Software & Data Management
The proprietary MembraPure Control & Analysis Suite provides real-time instrument supervision, method development tools, and automated peak integration with retention time alignment algorithms. It records over ten critical operational parameters—including pump pressure, column temperature, reactor temperature, detector absorbance, flow rate, and derivatization reagent status—at 1 Hz resolution. Both English and Chinese language interfaces are available. Raw data files conform to ASTM E1327-22 standards for chromatographic data exchange, and export formats include CSV, PDF reports, and vendor-neutral .cdf (NetCDF) for third-party statistical or multivariate analysis platforms.
Applications
- Quantitative profiling of essential and non-essential amino acids in nutritional supplements and infant formula per Codex Alimentarius standards
- Quality control of therapeutic peptides and recombinant proteins during biomanufacturing process development
- Clinical diagnostics of inborn errors of metabolism (e.g., phenylketonuria, maple syrup urine disease) via plasma/urine amino acid screening
- Stability-indicating assays for amino acid-containing APIs under ICH Q5C guidelines
- Research-grade characterization of microbial metabolomes and plant secondary metabolite pathways
FAQ
Does the A300 require separate methods for hydrolyzed and free amino acid analysis?

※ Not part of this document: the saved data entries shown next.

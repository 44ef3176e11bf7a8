//! Byte sources the driver slices chunks from.

use std::future::Future;
use std::io::{self, SeekFrom};
use std::path::{Path, PathBuf};
use std::pin::Pin;

use tokio::io::{AsyncReadExt, AsyncSeekExt};
use tokio::sync::Mutex;

/// An immutable payload of known size that can be read by offset.
///
/// The driver never mutates a source and only asks for ranges within
/// `[0, size())`.
pub trait ByteSource: Send + Sync {
    /// Total payload size in bytes.
    fn size(&self) -> u64;

    /// Reads bytes `[start, end)`.
    fn slice(
        &self,
        start: u64,
        end: u64,
    ) -> Pin<Box<dyn Future<Output = io::Result<Vec<u8>>> + Send + '_>>;
}

fn check_bounds(start: u64, end: u64, size: u64) -> io::Result<()> {
    if start > end || end > size {
        return Err(io::Error::new(
            io::ErrorKind::InvalidInput,
            format!("slice {start}..{end} outside payload of {size} bytes"),
        ));
    }
    Ok(())
}

fn slice_memory(data: &[u8], start: u64, end: u64) -> io::Result<Vec<u8>> {
    check_bounds(start, end, data.len() as u64)?;
    Ok(data[start as usize..end as usize].to_vec())
}

impl ByteSource for Vec<u8> {
    fn size(&self) -> u64 {
        self.len() as u64
    }

    fn slice(
        &self,
        start: u64,
        end: u64,
    ) -> Pin<Box<dyn Future<Output = io::Result<Vec<u8>>> + Send + '_>> {
        let result = slice_memory(self, start, end);
        Box::pin(async move { result })
    }
}

impl ByteSource for &[u8] {
    fn size(&self) -> u64 {
        self.len() as u64
    }

    fn slice(
        &self,
        start: u64,
        end: u64,
    ) -> Pin<Box<dyn Future<Output = io::Result<Vec<u8>>> + Send + '_>> {
        let result = slice_memory(self, start, end);
        Box::pin(async move { result })
    }
}

/// A file on disk, read one slice at a time.
///
/// The size is captured when the file is opened; the file must not change
/// while a transfer is running.
pub struct FileSource {
    file: Mutex<tokio::fs::File>,
    size: u64,
    path: PathBuf,
}

impl FileSource {
    /// Opens `path` for slicing.
    pub async fn open(path: impl AsRef<Path>) -> io::Result<Self> {
        let path = path.as_ref().to_path_buf();
        let file = tokio::fs::File::open(&path).await?;
        let metadata = file.metadata().await?;
        if !metadata.is_file() {
            return Err(io::Error::new(
                io::ErrorKind::InvalidInput,
                format!("{} is not a regular file", path.display()),
            ));
        }
        Ok(Self {
            file: Mutex::new(file),
            size: metadata.len(),
            path,
        })
    }

    /// Path the source was opened from.
    pub fn path(&self) -> &Path {
        &self.path
    }
}

impl ByteSource for FileSource {
    fn size(&self) -> u64 {
        self.size
    }

    fn slice(
        &self,
        start: u64,
        end: u64,
    ) -> Pin<Box<dyn Future<Output = io::Result<Vec<u8>>> + Send + '_>> {
        Box::pin(async move {
            check_bounds(start, end, self.size)?;
            let mut buf = vec![0u8; (end - start) as usize];
            let mut file = self.file.lock().await;
            file.seek(SeekFrom::Start(start)).await?;
            file.read_exact(&mut buf).await?;
            Ok(buf)
        })
    }
}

No—the system uses lithium-based and sodium-based elution protocols within a single method framework, eliminating column or buffer swaps between hydrolysate and physiological fluid analyses.
Can the A300 be integrated into a laboratory information management system (LIMS)?
Yes, via standard OPC UA or HL7 interfaces; raw data and metadata are exportable in compliant formats for LIMS ingestion and electronic record archiving.
What column dimensions and particle sizes are supported?
Standard configurations include 100 mm, 125 mm, and 150 mm column lengths with 3 µm, 5 µm, and 7 µm particle size options—optimized for resolution, speed, and pressure compatibility.
Is helium mandatory for inert gas protection?
No—either nitrogen or helium may be used; system design minimizes oxygen exposure regardless of carrier gas choice, ensuring reagent stability and reduced baseline drift.
How is calibration traceability ensured?
Certified reference materials (CRMs) traceable to NIST SRM 2389a (Amino Acid Calibration Standard) or equivalent are recommended; calibration curves are stored with full metadata including date, operator ID, and instrument state logs.